Benjamin Diez, le successeur

"J’ai le meilleur libéro du championnat", nous confiait Dorian Rougeyron la saison dernière. Et de son point de vue, la doublure de Jenia Grebennikov en équipe de France fait toujours partie du haut du panier en LAM. Un championnat qu’il écume depuis plusieurs années malgré son jeune âge. Benjamin Diez n’a pas le même vécu que ces deux jeunes partenaires, et a été titulaire dans plusieurs clubs déjà, même s’il lui reste encore beaucoup à apprendre. C’est dire le potentiel du garçon. "Petit Jenia", le surnomme-t-on parfois, dans le milieu du volley. Un joueur capable de multiplier les défenses et de peser sur le jeu comme peu de joueurs à son poste… Le parallèle est vite tracé. Un peu trop vite?

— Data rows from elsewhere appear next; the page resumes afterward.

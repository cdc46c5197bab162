//! Error types for the builder CLI.

use inspa_pack::PackError;
use inspa_stub::RuntimeError;
use thiserror::Error;

/// Result type alias using the builder's error type.
pub type Result<T> = std::result::Result<T, Error>;

/// Errors surfaced by builder commands.
#[derive(Debug, Error)]
pub enum Error {
    /// Configuration file could not be loaded or parsed.
    #[error("config operation failed: {operation}: {reason}")]
    Config {
        /// The operation that failed (e.g. "load", "parse", "write").
        operation: String,
        /// The reason for the failure.
        reason: String,
    },

    /// Container format error.
    #[error(transparent)]
    Pack(#[from] PackError),

    /// Runtime error from reader-side commands (`extract`).
    #[error(transparent)]
    Runtime(#[from] RuntimeError),

    /// I/O error.
    #[error("io operation failed: {0}")]
    Io(#[from] std::io::Error),
}

impl Error {
    /// Create a config operation error.
    pub fn config(operation: impl Into<String>, reason: impl Into<String>) -> Self {
        Self::Config {
            operation: operation.into(),
            reason: reason.into(),
        }
    }

    /// Process exit code: 0 success, 1 user/config error,
    /// 2 integrity/runtime error, 3 I/O error.
    pub fn exit_code(&self) -> i32 {
        match self {
            Self::Config { .. } => 1,
            Self::Pack(e) => match e {
                PackError::ConfigInvalid(_)
                | PackError::DuplicateLogicalPath(_)
                | PackError::InputNotFound(_)
                | PackError::StubMissing(_)
                | PackError::UnsupportedSchema(_) => 1,
                PackError::Io(_) => 3,
                _ => 2,
            },
            Self::Runtime(e) => i32::from(e.exit_code()),
            Self::Io(_) => 3,
        }
    }
}
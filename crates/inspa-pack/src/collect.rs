//! File collection for the builder.
//!
//! Walks the configured input roots in deterministic order, applies glob
//! exclusion rules, and produces the ordered manifest that fixes the
//! physical order of files in the payload.

use std::collections::HashSet;
use std::fs;
use std::path::{Path, PathBuf};
use std::time::UNIX_EPOCH;

use glob::Pattern;
use tracing::debug;

use crate::config::InputSpec;
use crate::format::FileEntry;
use crate::{PackError, Result};

/// One file of the manifest.
#[derive(Debug, Clone, PartialEq, Eq)]
pub struct ManifestEntry {
    /// Relative path under the install tree, forward slashes.
    pub logical_path: String,
    /// Absolute source path on the build machine.
    pub source_path: PathBuf,
    /// File size in bytes at collection time.
    pub size: u64,
    /// Modification time, seconds since the Unix epoch.
    pub mtime: i64,
}

/// Ordered list of files making up the payload.
///
/// The serialization order is the physical order in the payload stream.
#[derive(Debug, Clone, Default)]
pub struct FileManifest {
    entries: Vec<ManifestEntry>,
}

impl FileManifest {
    /// Entries in payload order.
    pub fn entries(&self) -> &[ManifestEntry] {
        &self.entries
    }

    /// Number of files.
    pub fn len(&self) -> usize {
        self.entries.len()
    }

    /// Whether the manifest holds no files.
    pub fn is_empty(&self) -> bool {
        self.entries.is_empty()
    }

    /// Total uncompressed size of all files.
    pub fn total_size(&self) -> u64 {
        self.entries.iter().map(|e| e.size).sum()
    }

    /// Header file list in manifest order.
    pub fn to_file_entries(&self) -> Vec<FileEntry> {
        self.entries
            .iter()
            .map(|e| FileEntry {
                path: e.logical_path.clone(),
                size: e.size,
                mtime: e.mtime,
            })
            .collect()
    }
}

/// A compiled exclusion rule.
///
/// Trailing `/` marks a directory rule: it excludes the matched directory
/// and everything below it.
struct ExcludeRule {
    pattern: Pattern,
    dir_only: bool,
}

impl ExcludeRule {
    fn compile(raw: &str) -> Result<Self> {
        let normalized = raw.replace('\\', "/");
        let (body, dir_only) = match normalized.strip_suffix('/') {
            Some(body) => (body, true),
            None => (normalized.as_str(), false),
        };
        let pattern = Pattern::new(body)
            .map_err(|e| PackError::ConfigInvalid(format!("bad exclude pattern {raw:?}: {e}")))?;
        Ok(Self { pattern, dir_only })
    }

    fn matches(&self, logical_path: &str) -> bool {
        if self.pattern.matches(logical_path) {
            return true;
        }
        if self.dir_only {
            // Match the rule against every directory prefix of the path, so
            // "cache/" also excludes "a/cache/f.txt".
            let mut prefix = String::new();
            for component in logical_path.split('/') {
                if !prefix.is_empty() {
                    prefix.push('/');
                }
                prefix.push_str(component);
                if self.pattern.matches(&prefix) || self.pattern.matches(component) {
                    return true;
                }
            }
        }
        false
    }
}

/// Collects files from input roots into a [`FileManifest`].
pub struct FileCollector {
    rules: Vec<ExcludeRule>,
    /// Canonicalized input roots; symlinked directories outside these are
    /// not traversed.
    roots: Vec<PathBuf>,
    /// Canonicalized directories already visited, for cycle detection.
    visited: HashSet<PathBuf>,
    seen_logical: HashSet<String>,
    entries: Vec<ManifestEntry>,
}

impl FileCollector {
    /// Create a collector with the given exclusion patterns.
    pub fn new(exclude: &[String]) -> Result<Self> {
        let rules = exclude
            .iter()
            .map(|p| ExcludeRule::compile(p))
            .collect::<Result<Vec<_>>>()?;
        Ok(Self {
            rules,
            roots: Vec::new(),
            visited: HashSet::new(),
            seen_logical: HashSet::new(),
            entries: Vec::new(),
        })
    }

    /// Walk every input root and produce the manifest.
    pub fn collect(mut self, inputs: &[InputSpec]) -> Result<FileManifest> {
        for input in inputs {
            if !input.path.exists() {
                return Err(PackError::InputNotFound(input.path.clone()));
            }
            self.roots.push(fs::canonicalize(&input.path)?);
        }

        for input in inputs {
            let root = fs::canonicalize(&input.path)?;
            if root.is_file() {
                let logical = file_name_of(&root)?;
                if !self.is_excluded(&logical) {
                    self.push_file(&root, logical)?;
                }
            } else {
                let prefix = if input.preserve_structure {
                    file_name_of(&root)?
                } else {
                    String::new()
                };
                self.visited.insert(root.clone());
                self.walk_dir(&root, &prefix, input.recursive)?;
            }
        }

        debug!(
            files = self.entries.len(),
            total_size = self.entries.iter().map(|e| e.size).sum::<u64>(),
            "collection complete"
        );

        Ok(FileManifest {
            entries: self.entries,
        })
    }

    /// Walk one directory level in sorted order.
    fn walk_dir(&mut self, dir: &Path, prefix: &str, recursive: bool) -> Result<()> {
        let mut children: Vec<PathBuf> = fs::read_dir(dir)?
            .map(|entry| entry.map(|e| e.path()))
            .collect::<std::io::Result<_>>()?;
        children.sort_by_key(|p| p.file_name().map(|n| n.to_os_string()));

        for child in children {
            let name = file_name_of(&child)?;
            let logical = join_logical(prefix, &name);

            // Resolve symlinks before classifying; a dangling link is an
            // I/O error the same way an unreadable file is.
            let resolved = fs::canonicalize(&child)?;

            if resolved.is_dir() {
                if !recursive {
                    continue;
                }
                if !self.roots.iter().any(|root| resolved.starts_with(root)) {
                    debug!(path = %child.display(), "skipping link outside input roots");
                    continue;
                }
                if !self.visited.insert(resolved.clone()) {
                    debug!(path = %child.display(), "skipping directory cycle");
                    continue;
                }
                self.walk_dir(&resolved, &logical, recursive)?;
            } else if !self.is_excluded(&logical) {
                self.push_file(&resolved, logical)?;
            }
        }
        Ok(())
    }

    fn push_file(&mut self, source: &Path, logical: String) -> Result<()> {
        if !self.seen_logical.insert(logical.clone()) {
            return Err(PackError::DuplicateLogicalPath(logical));
        }

        let meta = fs::metadata(source)?;
        let mtime = meta
            .modified()?
            .duration_since(UNIX_EPOCH)
            .map(|d| d.as_secs() as i64)
            .unwrap_or(0);

        self.entries.push(ManifestEntry {
            logical_path: logical,
            source_path: source.to_path_buf(),
            size: meta.len(),
            mtime,
        });
        Ok(())
    }

    fn is_excluded(&self, logical_path: &str) -> bool {
        self.rules.iter().any(|rule| rule.matches(logical_path))
    }
}

/// Collect a manifest from the given inputs and exclusion patterns.
pub fn collect_files(inputs: &[InputSpec], exclude: &[String]) -> Result<FileManifest> {
    FileCollector::new(exclude)?.collect(inputs)
}

fn file_name_of(path: &Path) -> Result<String> {
    path.file_name()
        .map(|n| n.to_string_lossy().into_owned())
        .ok_or_else(|| PackError::InputNotFound(path.to_path_buf()))
}

fn join_logical(prefix: &str, name: &str) -> String {
    if prefix.is_empty() {
        name.to_string()
    } else {
        format!("{prefix}/{name}")
    }
}

#[cfg(test)]
mod tests {
    use super::*;
    use std::fs::File;
    use std::io::Write;

    fn write_file(path: &Path, content: &[u8]) {
        fs::create_dir_all(path.parent().unwrap()).unwrap();
        File::create(path).unwrap().write_all(content).unwrap();
    }

    fn input(path: &Path, preserve: bool) -> InputSpec {
        InputSpec {
            path: path.to_path_buf(),
            recursive: true,
            preserve_structure: preserve,
        }
    }

    #[test]
    fn test_collect_is_sorted_and_deterministic() {
        let temp_dir = tempfile::tempdir().unwrap();
        let root = temp_dir.path().join("app");
        write_file(&root.join("zeta.txt"), b"z");
        write_file(&root.join("alpha.txt"), b"a");
        write_file(&root.join("sub/inner.txt"), b"i");

        let manifest = collect_files(&[input(&root, false)], &[]).unwrap();
        let paths: Vec<_> = manifest
            .entries()
            .iter()
            .map(|e| e.logical_path.as_str())
            .collect();
        assert_eq!(paths, ["alpha.txt", "sub/inner.txt", "zeta.txt"]);

        let again = collect_files(&[input(&root, false)], &[]).unwrap();
        assert_eq!(manifest.entries(), again.entries());
    }

    #[test]
    fn test_preserve_structure_prefixes_root_name() {
        let temp_dir = tempfile::tempdir().unwrap();
        let root = temp_dir.path().join("app");
        write_file(&root.join("bin/tool.exe"), b"x");

        let manifest = collect_files(&[input(&root, true)], &[]).unwrap();
        assert_eq!(manifest.entries()[0].logical_path, "app/bin/tool.exe");
    }

    #[test]
    fn test_single_file_input() {
        let temp_dir = tempfile::tempdir().unwrap();
        let file = temp_dir.path().join("readme.txt");
        write_file(&file, b"hello\n");

        let manifest = collect_files(&[input(&file, true)], &[]).unwrap();
        assert_eq!(manifest.len(), 1);
        assert_eq!(manifest.entries()[0].logical_path, "readme.txt");
        assert_eq!(manifest.entries()[0].size, 6);
    }

    #[test]
    fn test_exclusion_patterns() {
        let temp_dir = tempfile::tempdir().unwrap();
        let root = temp_dir.path().join("app");
        write_file(&root.join("keep.txt"), b"k");
        write_file(&root.join("debug.pdb"), b"p");
        write_file(&root.join("sub/nested.pdb"), b"p");
        write_file(&root.join("cache/blob.bin"), b"c");
        write_file(&root.join("sub/cache/deep.bin"), b"c");

        let exclude = vec!["*.pdb".to_string(), "cache/".to_string()];
        let manifest = collect_files(&[input(&root, false)], &exclude).unwrap();
        let paths: Vec<_> = manifest
            .entries()
            .iter()
            .map(|e| e.logical_path.as_str())
            .collect();
        assert_eq!(paths, ["keep.txt"]);
    }

    #[test]
    fn test_exclude_everything_yields_empty_manifest() {
        let temp_dir = tempfile::tempdir().unwrap();
        let root = temp_dir.path().join("app");
        write_file(&root.join("a.txt"), b"a");
        write_file(&root.join("b/c.txt"), b"c");

        let manifest = collect_files(&[input(&root, false)], &["*".to_string()]).unwrap();
        assert!(manifest.is_empty());
        assert_eq!(manifest.total_size(), 0);
    }

    #[test]
    fn test_duplicate_logical_path_fails() {
        let temp_dir = tempfile::tempdir().unwrap();
        let a = temp_dir.path().join("a");
        let b = temp_dir.path().join("b");
        write_file(&a.join("same.txt"), b"1");
        write_file(&b.join("same.txt"), b"2");

        // Both roots flattened: both files claim "same.txt".
        let result = collect_files(&[input(&a, false), input(&b, false)], &[]);
        assert!(matches!(
            result,
            Err(PackError::DuplicateLogicalPath(p)) if p == "same.txt"
        ));
    }

    #[test]
    fn test_missing_input_fails() {
        let temp_dir = tempfile::tempdir().unwrap();
        let missing = temp_dir.path().join("nope");
        let result = collect_files(&[input(&missing, true)], &[]);
        assert!(matches!(result, Err(PackError::InputNotFound(_))));
    }

    #[test]
    fn test_non_recursive_takes_direct_children_only() {
        let temp_dir = tempfile::tempdir().unwrap();
        let root = temp_dir.path().join("app");
        write_file(&root.join("top.txt"), b"t");
        write_file(&root.join("sub/deep.txt"), b"d");

        let spec = InputSpec {
            path: root.clone(),
            recursive: false,
            preserve_structure: false,
        };
        let manifest = collect_files(&[spec], &[]).unwrap();
        let paths: Vec<_> = manifest
            .entries()
            .iter()
            .map(|e| e.logical_path.as_str())
            .collect();
        assert_eq!(paths, ["top.txt"]);
    }

    #[test]
    fn test_non_ascii_names_survive() {
        let temp_dir = tempfile::tempdir().unwrap();
        let root = temp_dir.path().join("app");
        write_file(&root.join("数据/说明.txt"), b"docs");

        let manifest = collect_files(&[input(&root, false)], &[]).unwrap();
        assert_eq!(manifest.entries()[0].logical_path, "数据/说明.txt");
    }

    #[cfg(unix)]
    #[test]
    fn test_symlink_cycle_detected() {
        let temp_dir = tempfile::tempdir().unwrap();
        let root = temp_dir.path().join("app");
        write_file(&root.join("file.txt"), b"f");
        std::os::unix::fs::symlink(&root, root.join("loop")).unwrap();

        let manifest = collect_files(&[input(&root, false)], &[]).unwrap();
        let paths: Vec<_> = manifest
            .entries()
            .iter()
            .map(|e| e.logical_path.as_str())
            .collect();
        assert_eq!(paths, ["file.txt"]);
    }

    #[cfg(unix)]
    #[test]
    fn test_symlink_outside_roots_not_traversed() {
        let temp_dir = tempfile::tempdir().unwrap();
        let root = temp_dir.path().join("app");
        let outside = temp_dir.path().join("outside");
        write_file(&root.join("file.txt"), b"f");
        write_file(&outside.join("secret.txt"), b"s");
        std::os::unix::fs::symlink(&outside, root.join("link")).unwrap();

        let manifest = collect_files(&[input(&root, false)], &[]).unwrap();
        let paths: Vec<_> = manifest
            .entries()
            .iter()
            .map(|e| e.logical_path.as_str())
            .collect();
        assert_eq!(paths, ["file.txt"]);
    }
}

"Je vais être transparent, promet Dorian Rougeyron. La première fois que j’ai vu Benjamin, c’était à un colloque d’entraîneurs, à Montpellier. Et à l’époque, il était au CNVB. Il était plutôt jeune. Ils étaient deux libéros. Quand je l’ai vu à l’entraînement, je me suis dit: 'tiens, c’est marrant, il me fait penser à Jenia'. Je le trouve au-dessus. Quand je le vois, il me fait penser à Jenia. C’était plus dans la gestuelle, je trouvais qu’il était assez fort sur les membres inférieurs en isométrique. Je trouvais que dans la gestuelle il avait ça, que la qualité de sa passe de transition rappelle celle de Jenia. Aujourd’hui, plus ça avance et moins je pense à ça, je ne me pose plus ce genre de question, mais la première fois que je l’ai vu, c’est ce que je me suis dit, alors qu’il était très jeune."

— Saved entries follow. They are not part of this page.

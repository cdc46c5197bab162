//! inspa - builder for single-file self-extracting Windows installers.
//!
//! From a declarative YAML configuration the builder collects a tree of
//! input files, compresses them into one payload, and splices that payload
//! onto a prebuilt runtime stub:
//!
//! ```text
//! config.yaml ──> collect ──> compress ──> header ──> [stub|header|payload|footer]
//! ```
//!
//! The container format itself lives in `inspa-pack`; the runtime half in
//! `inspa-stub`. This crate is the operator-facing CLI plus configuration
//! loading.

#![warn(missing_docs)]

pub mod config;
pub mod error;

pub use error::{Error, Result};

/// Builder version.
pub const VERSION: &str = env!("CARGO_PKG_VERSION");
impl ContainerWriter {
    /// Create a writer stamping this crate's version into the header.
    pub fn new() -> Self {
        Self {
            builder_version: env!("CARGO_PKG_VERSION").to_string(),
            timestamp: None,
        }
    }

    /// Override the builder version recorded in the header.
    pub fn with_builder_version(mut self, version: impl Into<String>) -> Self {
        self.builder_version = version.into();
        self
    }

    /// Pin the build timestamp. With identical configuration and inputs a
    /// pinned timestamp makes the output byte-identical across builds.
    pub fn with_timestamp(mut self, timestamp: u64) -> Self {
        self.timestamp = Some(timestamp);
        self
    }

    /// Build an installer from `config`, splicing the payload onto the stub
    /// at `stub_path` and writing the result to `output_path`.
    pub fn build(
        &self,
        mut config: InstallerConfig,
        stub_path: &Path,
        output_path: &Path,
    ) -> Result<BuildOutcome> {
        config.validate()?;
        let fingerprint = config.fingerprint();

        let manifest = collect_files(&config.inputs, &config.exclude)?;
        let algo = resolve_algo(&config.compression)?;

        if !stub_path.is_file() {
            return Err(PackError::StubMissing(stub_path.to_path_buf()));
        }

        info!(
            output = %output_path.display(),
            files = manifest.len(),
            algo = algo.as_str(),
            "assembling installer"
        );

        // Sibling temp file so the final rename stays on one filesystem.
        // Dropping it on any error below removes the partial output.
        let out_dir = parent_dir(output_path);
        let mut temp = NamedTempFile::new_in(out_dir)?;

        let outcome = self.write_container(&config, &manifest, algo, &fingerprint, stub_path, &mut temp)?;

        temp.as_file().sync_all()?;
        temp.persist(output_path).map_err(|e| PackError::Io(e.error))?;

        info!(
            total_size = outcome.total_size,
            payload_size = outcome.payload_size,
            "installer assembled"
        );
        Ok(outcome)
    }

    fn write_container(
        &self,
        config: &InstallerConfig,
        manifest: &FileManifest,
        algo: CompressionAlgo,
        fingerprint: &str,
        stub_path: &Path,
        temp: &mut NamedTempFile,
    ) -> Result<BuildOutcome> {
        let temp_path = temp.path().to_path_buf();
        let file = temp.as_file_mut();

        // 1. Stub, copied verbatim.
        let mut stub = File::open(stub_path)?;
        let stub_size = io::copy(&mut stub, file)?;

        // 2. Header, finalized up front with a digest placeholder. It
        // contains the manifest but no per-file hashes, so its length is
        // known before the payload encodes.
        let header = self.build_header(config, manifest, algo, fingerprint);
        let header_bytes = header.to_wire()?;
        let header_len = header_bytes.len() as u64;
        file.write_all(&header_len.to_le_bytes())?;
        file.write_all(&header_bytes)?;

        let payload_offset = stub_size + 8 + header_len;

        // 3. Payload, streamed through the compressor one entry at a time.
        let mut encoder = new_encoder(algo, config.compression.level, &mut *file)?;
        for entry in manifest.entries() {
            encoder.begin_entry(&entry.logical_path, entry.size)?;

            let mut source = File::open(&entry.source_path)?;
            let mut buf = [0u8; COPY_CHUNK];
            let mut copied = 0u64;
            loop {
                let n = source.read(&mut buf)?;
                if n == 0 {
                    break;
                }
                copied += n as u64;
                if copied > entry.size {
                    break;
                }
                encoder.write_chunk(&buf[..n])?;
            }
            if copied != entry.size {
                return Err(PackError::SizeMismatch {
                    path: entry.logical_path.clone(),
                    expected: entry.size,
                    actual: copied,
                });
            }
        }
        encoder.finish()?;

        let payload_end = file.stream_position()?;
        let payload_size = payload_end - payload_offset;

        // 4. Single digest over the payload range, used for the legacy
        // tail, the footer, and the header patch.
        let digest = sha256_file_range(&temp_path, payload_offset, payload_size)?;

        // 5. Legacy tail: raw digest for pre-footer readers.
        file.seek(SeekFrom::End(0))?;
        file.write_all(&digest)?;

        // 6. Footer.
        let footer = Footer {
            header_offset: stub_size,
            header_len,
            payload_offset,
            payload_size,
            payload_sha256: digest,
        };
        file.write_all(&footer.to_bytes())?;

        // 7. Patch the digest into the header placeholder. The placeholder
        // is a fixed 64-character run, so the header length is unchanged.
        let placeholder = find_archive_placeholder(&header_bytes).ok_or_else(|| {
            PackError::HeaderMalformed("archive hash placeholder missing".to_string())
        })?;
        file.seek(SeekFrom::Start(stub_size + 8 + placeholder as u64))?;
        file.write_all(to_hex(&digest).as_bytes())?;
        file.flush()?;

        debug!(
            stub_size,
            header_len, payload_offset, payload_size, "container offsets"
        );

        let total_size = payload_end + 32 + crate::format::FOOTER_SIZE as u64;
        Ok(BuildOutcome {
            stub_size,
            payload_size,
            original_size: manifest.total_size(),
            file_count: manifest.len() as u64,
            total_size,
            algo,
            archive_sha256: to_hex(&digest),
        })
    }

    fn build_header(
        &self,
        config: &InstallerConfig,
        manifest: &FileManifest,
        algo: CompressionAlgo,
        fingerprint: &str,
    ) -> Header {
        let timestamp = self.timestamp.unwrap_or_else(|| {
            SystemTime::now()
                .duration_since(UNIX_EPOCH)
                .map(|d| d.as_secs())
                .unwrap_or(0)
        });

        Header {
            magic: HEADER_MAGIC.to_string(),
            schema_version: config.schema_version,
            product: config.product.clone(),
            ui: config.ui.clone(),
            install: config.install.clone(),
            compression: CompressionSettings {
                algo,
                level: config.compression.level,
                fallback_to_zip: config.compression.fallback_to_zip,
            },
            env: config.env.clone(),
            files: manifest.to_file_entries(),
            scripts: config.post_actions.clone(),
            hash: HashInfo {
                algo: "sha256".to_string(),
                archive: ARCHIVE_HASH_PLACEHOLDER.to_string(),
            },
            build: BuildInfo {
                timestamp,
                builder_version: self.builder_version.clone(),
                config_fingerprint: fingerprint.to_string(),
            },
            stats: Some(PayloadStats {
                original_size: manifest.total_size(),
                file_count: manifest.len() as u64,
            }),
        }
    }
}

Relance de jeu délicate à négocier pour Benjamin Diez - @IconSport

Après deux années d'apprentissage à l'AS Cannes puis deux de confirmation avec Montpellier en haut du tableau de Ligue A, le prometteur libéro devenu un excellent joueur a pris la suite de Julien Lavagne dans la capitale. Ce dernier ne tarit pas d’éloges sur son successeur: "Peu de libéros sont aussi impactants sur le système. C’est un bon libéro en réception, je pense qu’il peut faire encore mieux, même si c’est déjà très bien. Mais je pense qu’il va progresser, et il va prendre de l’expérience. Il va prendre encore plus de place dans le groupe, sur l’impact qu’il va mettre dans les vestiaires, ça va venir avec le temps, comme Jenia ou Hubert ont pu le faire. Il est déjà à un niveau très haut mais ça risque de devenir quelqu’un dans sa personnalité et le caractère qu’il met dans son jeu."

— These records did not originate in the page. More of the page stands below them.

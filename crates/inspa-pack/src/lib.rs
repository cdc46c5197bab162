//! Installer container format for inspa.
//!
//! This crate owns the on-disk container that the builder produces and the
//! runtime stub consumes. Both halves must agree on it bit-exactly.
//!
//! # Container Layout
//!
//! ```text
//! offset 0          +---------------------------+
//!                   | Stub Executable           |  opaque, length S
//! offset S          +---------------------------+
//!                   | Header Len (u64 LE)       |  8 bytes
//! offset S+8        +---------------------------+
//!                   | Header (JSON, UTF-8)      |  length H
//! offset S+8+H      +---------------------------+
//!                   | Compressed Payload        |  length C
//! offset S+8+H+C    +---------------------------+
//!                   | Legacy Hash Tail          |  32 bytes, SHA-256 of payload
//! offset EOF-72     +---------------------------+
//!                   | Footer (72 bytes)         |
//!                   |  - magic: "INSPAF01"      |
//!                   |  - header/payload offsets |
//!                   |  - payload SHA-256        |
//!                   +---------------------------+
//! ```
//!
//! The footer gives readers O(1) self-location. The 32-byte legacy tail
//! exists only for readers that predate the footer and verify payloads via
//! linear scan; new readers prefer the footer.

#![deny(missing_docs)]

pub mod collect;
pub mod compress;
pub mod config;
pub mod format;
pub mod hash;
pub mod reader;
pub mod writer;

pub use collect::{FileManifest, ManifestEntry};
pub use config::InstallerConfig;
pub use format::{Footer, Header, FOOTER_MAGIC, FOOTER_SIZE, HEADER_MAGIC, LEGACY_TAIL_LEN};
pub use reader::Container;
pub use writer::{BuildOutcome, ContainerWriter};

use std::path::PathBuf;

use thiserror::Error;

/// Errors that can occur while producing or consuming a container.
#[derive(Debug, Error)]
pub enum PackError {
    /// I/O error.
    #[error("io operation failed: {0}")]
    Io(#[from] std::io::Error),

    /// Header JSON encode/decode error.
    #[error("header codec failed: {0}")]
    Json(#[from] serde_json::Error),

    /// Configuration failed validation.
    #[error("config invalid: {0}")]
    ConfigInvalid(String),

    /// An input root does not exist.
    #[error("input not found: {}", .0.display())]
    InputNotFound(PathBuf),

    /// Two source paths mapped to the same logical path.
    #[error("duplicate logical path: {0}")]
    DuplicateLogicalPath(String),

    /// The stub executable was not found.
    #[error("stub not found: {}", .0.display())]
    StubMissing(PathBuf),

    /// Compressor could not be initialized and fallback was not allowed.
    #[error("compressor init failed: {0}")]
    CompressionInit(String),

    /// Compression or decompression failed mid-stream.
    #[error("compression failed: {0}")]
    Compression(String),

    /// A source file changed size between collection and encoding.
    #[error("file changed during build: {path}: expected {expected} bytes, read {actual}")]
    SizeMismatch {
        /// Logical path of the offending entry.
        path: String,
        /// Size recorded in the manifest.
        expected: u64,
        /// Bytes actually read.
        actual: u64,
    },

    /// The trailing footer magic did not match and no legacy header
    /// signature was found either.
    #[error("footer not found: no INSPAF01 trailer and no legacy header signature")]
    FooterNotFound,

    /// The header region could not be parsed.
    #[error("header malformed: {0}")]
    HeaderMalformed(String),

    /// The header declares a schema version this build does not support.
    #[error("unsupported schema version: {0}")]
    UnsupportedSchema(u32),

    /// Payload bytes do not hash to the recorded digest.
    #[error("payload integrity check failed: expected {expected}, got {actual}")]
    IntegrityFailure {
        /// Digest recorded in the footer (hex).
        expected: String,
        /// Digest computed over the payload region (hex).
        actual: String,
    },

    /// Payload record framing was truncated or inconsistent.
    #[error("payload framing invalid: {0}")]
    Framing(String),
}

/// Result type for container operations.
pub type Result<T> = std::result::Result<T, PackError>;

Pour devenir un joueur de classe mondiale et évoluer au sein des meilleures formations à l’étranger, Benjamin Diez devra peut-être se montrer encore plus solide dans les fins de set où l’air devient irrespirable. "Le premier match qu’on a joué à Cannes (perdu au tie-break, 2-3), je me dis qu’il peut peut-être verrouiller un peu plus, concède Rougeyron. On mène deux sets à un, 23-20, on prend trois bons services (de l’Allemand Christian Fromm). Ce sont trois bons services, lui prend les deux premiers. S’il veut passer à l’étape supérieure, il faut qu’il arrive à garder ces ballons là, qu’il parvienne à se recentrer sur le duel avec le serveur. C’est là où Jenia a un temps d’avance. Il a conscience qu’il est au duel avec le serveur, qu’il ne doit pas perdre son duel, quoiqu’il arrive."